Going to Texas, I knew we would all encounter new experiences. I thought the hardest part of our trip would be navigating the terrain, but this was not the case. From filling the water stations to conducting searches, this trip opened my eyes to how devastating life as a migrant can be. If I could summarize what I learned in one sentence I would say our trip taught me about the power of perseverance. Both the perseverance of migrants to escape life-threatening countries or situations, as well of that of the many people who dedicate their lives to helping them. Many of the 40 water stations we serviced had been used. Some contained empty water bottles, while others contained no water at all. When you fill water stations, you are out on the road doing a necessary job.

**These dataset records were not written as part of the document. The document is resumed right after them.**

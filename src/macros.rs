//! Schema declarations.
//!
//! `record!` declares a struct together with its [`Record`](crate::Record),
//! [`Parse`](crate::Parse) and [`Write`](crate::Write) impls. Fields accept
//! doc comments, one of `#[rename = "wireName"]` or `#[flatten]`, and an
//! optional `= default` expression used when the key is absent.
//!
//! ```
//! use fieldwise::record;
//!
//! record! {
//!     #[derive(Debug, PartialEq)]
//!     pub struct Employee {
//!         /// Given and family name.
//!         #[rename = "fullName"]
//!         pub name: String,
//!         pub salary: f64 = 0.0,
//!         pub manager: Option<String>,
//!     }
//! }
//!
//! let homer: Employee = fieldwise::json::read(r#"{"fullName":"Homer"}"#).unwrap();
//! assert_eq!(homer.salary, 0.0);
//! assert_eq!(homer.manager, None);
//! assert_eq!(fieldwise::json::write(&homer), r#"{"fullName":"Homer","salary":0.0}"#);
//! ```

#[macro_export]
macro_rules! record {
    (
        $(#[$meta:meta])*
        $vis:vis struct $name:ident {
            $(
                $(#[$kind:ident $(= $value:literal)?])*
                $field_vis:vis $field:ident : $ty:ty $(= $default:expr)?
            ),* $(,)?
        }
    ) => {
        $(#[$meta])*
        $vis struct $name {
            $(
                $(#[doc = $crate::__record_field!(@doc $kind $(= $value)?)])*
                $field_vis $field: $ty,
            )*
        }

        impl $crate::Record for $name {
            const FIELD_COUNT: usize =
                0 $( + $crate::__record_field!(@width [$($kind $(= $value)?);*] $ty) )*;

            fn field_index(name: &str) -> ::core::option::Option<usize> {
                #[allow(unused_mut)]
                let mut offset = 0usize;
                $(
                    if let ::core::option::Option::Some(index) = $crate::__record_field!(
                        @index [$($kind $(= $value)?);*] $field $ty, name
                    ) {
                        return ::core::option::Option::Some(offset + index);
                    }
                    offset += $crate::__record_field!(@width [$($kind $(= $value)?);*] $ty);
                )*
                let _ = offset;
                ::core::option::Option::None
            }

            #[allow(unused_variables)]
            fn from_fields<R: $crate::Reader>(
                fields: &mut $crate::Fields<'_, R>,
            ) -> ::core::option::Option<Self> {
                $(
                    let $field = $crate::__record_field!(
                        @parse [$($kind $(= $value)?);*] [$($default)?] $field $ty, fields
                    );
                )*
                ::core::option::Option::Some(Self {
                    $( $field: $field?, )*
                })
            }

            #[allow(unused_variables)]
            fn write_fields<W: $crate::Writer>(&self, writer: &W, object: &mut W::Object) {
                $(
                    $crate::__record_field!(
                        @write [$($kind $(= $value)?);*] $field, &self.$field, writer, object
                    );
                )*
            }
        }

        impl $crate::Parse for $name {
            fn parse<R: $crate::Reader>(
                reader: &R,
                var: R::Var,
            ) -> ::core::result::Result<Self, $crate::ParseErrors> {
                $crate::parse::parse_record::<Self, R>(reader, var)
            }
        }

        impl $crate::Write for $name {
            fn write<W: $crate::Writer>(&self, writer: &W) -> W::Var {
                $crate::write::write_record(writer, self)
            }
        }
    };
}

#[doc(hidden)]
#[macro_export]
macro_rules! __record_field {
    (@doc doc = $doc:literal) => {
        $doc
    };
    (@doc $($attr:tt)*) => {
        ""
    };

    // Doc comments carry no wire meaning.
    (@$op:ident [doc = $doc:literal $(; $($rest:tt)*)?] $($tail:tt)*) => {
        $crate::__record_field!(@$op [$($($rest)*)?] $($tail)*)
    };
    (@$op:ident [$kind:ident $(= $value:literal)?; doc = $doc:literal $(; $($rest:tt)*)?] $($tail:tt)*) => {
        $crate::__record_field!(@$op [$kind $(= $value)? $(; $($rest)*)?] $($tail)*)
    };

    (@width [flatten] $ty:ty) => {
        <$ty as $crate::Record>::FIELD_COUNT
    };
    (@width [$($attr:tt)*] $ty:ty) => {
        1
    };

    (@name [rename = $rename:literal] $field:ident) => {
        $rename
    };
    (@name [] $field:ident) => {
        ::core::stringify!($field)
    };

    (@index [flatten] $field:ident $ty:ty, $name:ident) => {
        <$ty as $crate::Record>::field_index($name)
    };
    (@index [$($attr:tt)*] $field:ident $ty:ty, $name:ident) => {
        if $name == $crate::__record_field!(@name [$($attr)*] $field) {
            ::core::option::Option::Some(0usize)
        } else {
            ::core::option::Option::None
        }
    };

    (@parse [flatten] [] $field:ident $ty:ty, $fields:ident) => {
        $fields.flatten::<$ty>()
    };
    (@parse [$($attr:tt)*] [] $field:ident $ty:ty, $fields:ident) => {
        $fields.field::<$ty>($crate::__record_field!(@name [$($attr)*] $field))
    };
    (@parse [$($attr:tt)*] [$default:expr] $field:ident $ty:ty, $fields:ident) => {
        $fields.field_or_else::<$ty, _>(
            $crate::__record_field!(@name [$($attr)*] $field),
            || $default,
        )
    };

    (@write [flatten] $field:ident, $value:expr, $writer:ident, $object:ident) => {
        $crate::Record::write_fields($value, $writer, &mut *$object)
    };
    (@write [$($attr:tt)*] $field:ident, $value:expr, $writer:ident, $object:ident) => {
        $crate::write::write_field(
            $writer,
            &mut *$object,
            $crate::__record_field!(@name [$($attr)*] $field),
            $value,
        )
    };
}

/// Declares an enum whose variants are records told apart by a string
/// discriminator stored in the same object.
///
/// The discriminator values form a [`LiteralSet`](crate::LiteralSet) named by
/// the second header argument. Each value defaults to the variant name.
///
/// ```
/// use fieldwise::{record, tagged_union};
///
/// record! { pub struct Circle { pub radius: f64 } }
/// record! { pub struct Square { pub side: f64 } }
///
/// tagged_union! {
///     pub enum Shape("kind", ShapeKind) {
///         Circle(Circle) = "circle",
///         Square(Square) = "square",
///     }
/// }
///
/// let shape: Shape = fieldwise::json::read(r#"{"kind":"square","side":2.0}"#).unwrap();
/// assert_eq!(shape.tag().name(), "square");
/// assert_eq!(fieldwise::json::write(&shape), r#"{"kind":"square","side":2.0}"#);
/// ```
#[macro_export]
macro_rules! tagged_union {
    (
        $(#[$meta:meta])*
        $vis:vis enum $name:ident ($tag_field:literal, $tags:ident) {
            $( $variant:ident ( $inner:ty ) $(= $tag:literal)? ),+ $(,)?
        }
    ) => {
        $(#[$meta])*
        $vis enum $name {
            $( $variant($inner), )+
        }

        $crate::literal_set!($vis $tags = [ $( $crate::__tag_name!($variant $($tag)?) ),+ ]);

        impl $name {
            pub const TAG_FIELD: &'static str = $tag_field;

            pub fn tag(&self) -> $crate::Literal<$tags> {
                match self {
                    $(
                        Self::$variant(_) => {
                            $crate::literal!($tags, $crate::__tag_name!($variant $($tag)?))
                        }
                    )+
                }
            }
        }

        impl $crate::Parse for $name {
            fn parse<R: $crate::Reader>(
                reader: &R,
                var: R::Var,
            ) -> ::core::result::Result<Self, $crate::ParseErrors> {
                let tag = $crate::parse::read_discriminator::<$tags, R>(reader, var, $tag_field)?;
                $(
                    if tag == $crate::__tag_name!($variant $($tag)?) {
                        return $crate::parse::parse_variant::<$inner, R>(reader, var, $tag_field)
                            .map(Self::$variant);
                    }
                )+
                ::core::result::Result::Err($crate::parse::unmatched_tag::<$tags>(
                    tag.name(),
                    $tag_field,
                ))
            }
        }

        impl $crate::Write for $name {
            fn write<W: $crate::Writer>(&self, writer: &W) -> W::Var {
                match self {
                    $(
                        Self::$variant(inner) => {
                            let mut object = writer
                                .new_object(1 + <$inner as $crate::Record>::FIELD_COUNT);
                            let tag = writer.string($crate::__tag_name!($variant $($tag)?));
                            writer.insert(&mut object, $tag_field, tag);
                            $crate::Record::write_fields(inner, writer, &mut object);
                            writer.finish_object(object)
                        }
                    )+
                }
            }
        }
    };
}

#[doc(hidden)]
#[macro_export]
macro_rules! __tag_name {
    ($variant:ident) => {
        ::core::stringify!($variant)
    };
    ($variant:ident $tag:literal) => {
        $tag
    };
}

/// Routes a type's [`Parse`](crate::Parse) and [`Write`](crate::Write) impls
/// through its [`CustomConstructor`](crate::CustomConstructor).
#[macro_export]
macro_rules! custom_constructor {
    ($ty:ty) => {
        impl $crate::Parse for $ty {
            const HAS_CUSTOM_CONSTRUCTOR: bool = true;

            fn parse<R: $crate::Reader>(
                reader: &R,
                var: R::Var,
            ) -> ::core::result::Result<Self, $crate::ParseErrors> {
                reader.use_custom_constructor::<Self>(var)
            }
        }

        impl $crate::Write for $ty {
            fn write<W: $crate::Writer>(&self, writer: &W) -> W::Var {
                $crate::Write::write(&$crate::CustomConstructor::to_raw(self), writer)
            }
        }
    };
}
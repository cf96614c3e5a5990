use std::vec;

use super::containers::{parse_entries, write_entries, MapKey};
use crate::error::ParseErrors;
use crate::parse::Parse;
use crate::reader::Reader;
use crate::write::Write;
use crate::writer::Writer;

/// Key/value pairs in input order where a repeated key adds an entry
/// instead of replacing one.
///
/// Whether repeats survive a round trip is up to the backend: [`Value`]
/// objects keep them, JSON objects hold one entry per key.
///
/// [`Value`]: crate::Value
#[derive(Debug, Clone, PartialEq, Eq)]
pub struct MultiMap<K, V> {
    entries: Vec<(K, V)>,
}

impl<K, V> MultiMap<K, V> {
    pub fn new() -> Self {
        Self {
            entries: Vec::new(),
        }
    }

    pub fn with_capacity(capacity: usize) -> Self {
        Self {
            entries: Vec::with_capacity(capacity),
        }
    }

    pub fn insert(&mut self, key: K, value: V) {
        self.entries.push((key, value));
    }

    pub fn len(&self) -> usize {
        self.entries.len()
    }

    pub fn is_empty(&self) -> bool {
        self.entries.is_empty()
    }

    /// Every value stored under `key`, in insertion order.
    pub fn get_all<'a>(&'a self, key: &'a K) -> impl Iterator<Item = &'a V> + 'a
    where
        K: PartialEq,
    {
        self.entries
            .iter()
            .filter(move |(k, _)| k == key)
            .map(|(_, v)| v)
    }

    pub fn iter(&self) -> impl Iterator<Item = (&K, &V)> {
        self.entries.iter().map(|(k, v)| (k, v))
    }
}

impl<K, V> Default for MultiMap<K, V> {
    fn default() -> Self {
        Self::new()
    }
}

impl<K, V> FromIterator<(K, V)> for MultiMap<K, V> {
    fn from_iter<I: IntoIterator<Item = (K, V)>>(iter: I) -> Self {
        Self {
            entries: iter.into_iter().collect(),
        }
    }
}

impl<K, V> IntoIterator for MultiMap<K, V> {
    type Item = (K, V);
    type IntoIter = vec::IntoIter<(K, V)>;

    fn into_iter(self) -> Self::IntoIter {
        self.entries.into_iter()
    }
}

impl<K: MapKey, V: Parse> Parse for MultiMap<K, V> {
    fn parse<R: Reader>(reader: &R, var: R::Var) -> Result<Self, ParseErrors> {
        parse_entries(reader, var).map(|entries| Self { entries })
    }
}

impl<K: MapKey, V: Write> Write for MultiMap<K, V> {
    fn write<W: Writer>(&self, writer: &W) -> W::Var {
        write_entries(writer, self.len(), self.iter())
    }
}
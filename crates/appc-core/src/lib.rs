#![deny(missing_docs)]

//! # appc-core — Foundational Types for the Descriptor Compiler
//!
//! This crate defines the value model every other crate in the workspace
//! operates on. It has no internal crate dependencies and performs no I/O:
//! reading and writing files is the job of `appc-compiler`.
//!
//! ## Design Principles
//!
//! 1. **One term model.** Templates, vars files, and descriptors are all
//!    sequences of literal [`Term`]s. They are parsed by [`parse_term`] /
//!    [`parse_terms`] and rendered by [`pretty`]; there is no second syntax.
//!
//! 2. **Ordered properties.** [`PropertySet`] keeps insertion order and
//!    replaces values in place on upsert, so the rendered descriptor is
//!    stable across builds.
//!
//! 3. **Canonical names.** An application's declared name and its filename
//!    are compared through [`AppName`], never as ad-hoc strings.
//!
//! 4. **Structured errors.** [`ParseError`] and [`PropertyError`] are built
//!    with `thiserror`; no panics outside tests.

pub mod atom;
pub mod descriptor;
pub mod error;
pub mod lexer;
pub mod name;
pub mod parser;
pub mod printer;
pub mod property;
pub mod term;

// Re-export primary types at crate root for ergonomic imports.
pub use atom::Atom;
pub use descriptor::Descriptor;
pub use error::{ParseError, ParseResult, PropertyError};
pub use name::AppName;
pub use parser::{parse_term, parse_terms};
pub use printer::pretty;
pub use property::PropertySet;
pub use term::Term;
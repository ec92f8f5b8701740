//! Application directory layout.
//!
//! ```text
//! <app>/
//!   src/<name>.app.src    template
//!   ebin/<name>.app       rendered descriptor
//!   ebin/<module>.beam    compiled modules
//! ```

use std::path::{Path, PathBuf};

use appc_core::name::TEMPLATE_EXT;

/// Directory holding compiled artifacts and the rendered descriptor.
pub const EBIN_DIR: &str = "ebin";

/// Directory holding sources and the template.
pub const SRC_DIR: &str = "src";

/// Extension of a compiled module, without the dot.
pub const BEAM_EXT: &str = "beam";

/// Whether `path` names a descriptor template.
pub fn is_template(path: &Path) -> bool {
    path.file_name()
        .and_then(|f| f.to_str())
        .is_some_and(|f| f.len() > TEMPLATE_EXT.len() && f.ends_with(TEMPLATE_EXT))
}

/// The application directory a template belongs to: the parent of its
/// `src` directory, or the template's own directory otherwise.
pub fn app_dir_for_template(template: &Path) -> PathBuf {
    let dir = template.parent().unwrap_or(Path::new(""));
    match dir.file_name().and_then(|f| f.to_str()) {
        Some(SRC_DIR) => dir.parent().unwrap_or(Path::new("")).to_path_buf(),
        _ => dir.to_path_buf(),
    }
}

/// Where the descriptor rendered from `template` lives.
///
/// `<app>/src/foo.app.src` maps to `<app>/ebin/foo.app`. A template outside
/// a `src` directory maps to its own directory with the `.src` suffix
/// removed.
pub fn descriptor_path_for(template: &Path) -> PathBuf {
    let file = template
        .file_name()
        .and_then(|f| f.to_str())
        .unwrap_or_default();
    let descriptor = file.strip_suffix(".src").unwrap_or(file);
    let dir = template.parent().unwrap_or(Path::new(""));
    match dir.file_name().and_then(|f| f.to_str()) {
        Some(SRC_DIR) => app_dir_for_template(template)
            .join(EBIN_DIR)
            .join(descriptor),
        _ => dir.join(descriptor),
    }
}
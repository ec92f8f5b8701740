//! Runtime code-path registration.
//!
//! Writing a descriptor makes its directory loadable by the host runtime.
//! That side effect goes through [`RuntimeEnv`] so builds and tests can
//! substitute their own registry.

use std::path::{Path, PathBuf};

use parking_lot::Mutex;

/// The host runtime's module search path.
pub trait RuntimeEnv: Send + Sync {
    /// Add `dir` to the search path. Adding a directory twice has no
    /// further effect.
    fn add_code_path(&self, dir: &Path);
}

/// In-process, append-only search path.
#[derive(Debug, Default)]
pub struct CodePathRegistry {
    paths: Mutex<Vec<PathBuf>>,
}

impl CodePathRegistry {
    pub fn new() -> Self {
        Self::default()
    }

    /// Registered directories in registration order.
    pub fn paths(&self) -> Vec<PathBuf> {
        self.paths.lock().clone()
    }

    pub fn contains(&self, dir: &Path) -> bool {
        self.paths.lock().iter().any(|p| p == dir)
    }
}

impl RuntimeEnv for CodePathRegistry {
    fn add_code_path(&self, dir: &Path) {
        let mut paths = self.paths.lock();
        if paths.iter().any(|p| p == dir) {
            return;
        }
        tracing::debug!(dir = %dir.display(), "added code path");
        paths.push(dir.to_path_buf());
    }
}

The magnitude of this work didn’t hit me until we begun our searches and walked in the footpaths of migrants. Those empty water stations represent migrants who are not ill due to dehydration; they represent effective life saving efforts.
As I mentioned, the work we were doing didn’t really hit me until we began our searches. Shortly after we began our first day of searches, the personal effects of individuals surrounded us. As we willingly tracked through the brush, trees, spider webs, and all sorts of organisms I contemplated the fact that this was not a choice for migrants. They don’t have the freedom to get into a vehicle when they’re dehydrated or tired. Walking in the brush is difficult, coupled with the heat and a long journey can make the task nearly impossible. Yet, thousands of migrants walk through the brush everyday.
Another impactful aspect of our trip was the people. Each person we met was optimistic, dedicated, and diligent in their effort to aid in this humanitarian crisis. Getting to know Deputy Don White, Eddie, Arianna, Selina, and Byron was one of my favorite parts of this trip. They are all such wonderful, caring people. I’m honored to have been able to spend time with each of them and learn about their stories and what they do in Brooks county.
Since coming home, I’ve had a lot of time to ruminate over our trip. As students, we learned a lot in terms of conducting searches and practicing anthropology in a field setting. As people, we learned about human will and perseverance. At the beginning of our trip, I wrote that I believed this trip would be life changing. Not only did this trip live up my initial expectation, but it did so in such a way that I never believed possible. I am incredibly grateful to everyone involved and the South Texas Human Rights Center for allowing us to tag along and learn from them. I will never forget the people we met, the places we ventured, or the experiences we had while walking in the footprints of migrants.